Reconhecido por aliados e adversários como “animal político”, o ex-presidente Luiz Inácio Lula da Silva tem-se mostrado metódico no planejamento que elaborou para voltar ao poder pelo voto, em alto estilo, redimindo o PT dos estigmas que enfrentou e, na medida do possível, compensando-o pelos revezes experimentados em disputas de grande envergadura como o embate pela faixa presidencial ou em menor escala, nas instâncias estaduais e municipais. A intuição ditou a Lula que ele precisava voltar a vestir um figurino conciliador como tática para derrubar resistências a uma nova candidatura ao Planalto. E Lula tem se aplicado nesse mister, de que foram exemplos as suas conversas com gente como o ex-presidente José Sarney ou o ex-prefeito de São Paulo, Gilberto Kassab, do PSD. Apenas uns poucos partidos não entram no radar de Lula, como, por exemplo, o DEM, que é encarado como encarnação do Mal.

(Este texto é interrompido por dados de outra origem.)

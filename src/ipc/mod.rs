//! Transports around the controller.
//!
//! Commands come in as newline-delimited JSON (see
//! [`command`](crate::command) for the wire format), either over a Unix
//! socket ([`listener`]) or on stdin ([`stdin`]).  Display snapshots go out
//! the same way over a second socket ([`feed`]).

#[cfg(unix)]
pub mod feed;
#[cfg(unix)]
pub mod listener;
pub mod stdin;

use crate::command::Command;
use log::{debug, error, info};
use std::io::BufRead;
use std::path::PathBuf;
use std::sync::mpsc;

/// Errors shared by the transports.
#[derive(Debug, thiserror::Error)]
pub enum IpcError {
    #[error("io error: {0}")]
    Io(#[from] std::io::Error),
    #[error("json error: {0}")]
    Json(#[from] serde_json::Error),
}

/// `$XDG_RUNTIME_DIR/<name>`, or the temp dir when that is unset.
pub fn runtime_path(name: &str) -> PathBuf {
    std::env::var_os("XDG_RUNTIME_DIR")
        .map(PathBuf::from)
        .unwrap_or_else(std::env::temp_dir)
        .join(name)
}

/// How [`forward_lines`] stopped.
#[derive(Debug, Clone, Copy, PartialEq, Eq)]
pub(crate) enum Forwarded {
    /// The reader ran dry or failed.
    Eof,
    /// Nobody listens on the sink any more.
    SinkClosed,
}

/// Parse every line of `reader` as a [`Command`] and send it to `sink`.
///
/// Blank lines are skipped and malformed ones logged.
pub(crate) fn forward_lines<R: BufRead>(reader: R, sink: &mpsc::Sender<Command>) -> Forwarded {
    for line in reader.lines() {
        match line {
            Ok(ref text) if text.trim().is_empty() => continue,
            Ok(text) => match serde_json::from_str::<Command>(&text) {
                Ok(cmd) => {
                    debug!("received {:?}", cmd);
                    if sink.send(cmd).is_err() {
                        info!("sink closed, shutting down");
                        return Forwarded::SinkClosed;
                    }
                }
                Err(e) => {
                    error!("bad command: {}: {}", text, e);
                }
            },
            Err(e) => {
                error!("read error: {}", e);
                break;
            }
        }
    }
    Forwarded::Eof
}

#[cfg(test)]
mod tests {
    use super::*;
    use std::io::Cursor;

    #[test]
    fn forwards_valid_lines_only() {
        let input = "{\"PointerMove\":{\"x\":1,\"y\":2}}\n\nnot json\n{\"Key\":\"space\"}\n";
        let (tx, rx) = mpsc::channel();
        assert_eq!(forward_lines(Cursor::new(input), &tx), Forwarded::Eof);
        let cmds: Vec<Command> = rx.try_iter().collect();
        assert_eq!(
            cmds,
            vec![
                Command::PointerMove { x: 1, y: 2 },
                Command::Key(crate::command::Key::Space),
            ]
        );
    }

    #[test]
    fn stops_when_sink_is_gone() {
        let (tx, rx) = mpsc::channel();
        drop(rx);
        let input = "{\"Key\":\"escape\"}\n{\"Key\":\"escape\"}\n";
        assert_eq!(forward_lines(Cursor::new(input), &tx), Forwarded::SinkClosed);
    }
}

Lula da Silva conhece, como poucos, a radiografia do Congresso Nacional, bem como o desenho das forças partidárias que atuam e influenciam o cenário político-institucional brasileiro, com reflexo nas eleições de 2022, que se encaminham para um caráter flagrantemente plebiscitário, do ponto de vista político-ideológico, a partir, mesmo, da liberação concedida ao líder petista pelo Supremo Tribunal Federal para candidatar-se sem risco de impugnação no próximo ano. Lula, também, tem habilidade para costurar alianças regionais de modo que estas fortaleçam o seu projeto pessoal de poder. Nas campanhas anteriores testemunhou o funcionamento dos palanques pró-Lula que enfeitavam campanhas de adversários locais mas, no final das contas, somavam para a sua própria candidatura. É por tudo isso que Lula busca tatuar a candidatura de 2022 como suprapartidária, em paralelo com o mantra da “candidatura de resistência ao arbítrio”. Pouco lhe importa se precisará administrar querelas paroquiais. Ele trabalha com o macro – e o macro, para Lula e o PT, será a volta ao poder, rompendo o ostracismo a que foi exposto desde a queda de Dilma. Em tempo: dos 12 deputados federais paraibanos atuantes em 2016, apenas três ficaram ao lado de Dilma e, portanto, contra o impeachment. Foram: Luiz Couto (PT), Damião Feliciano (PDT) e Wellington Roberto (ex-PR, hoje PL).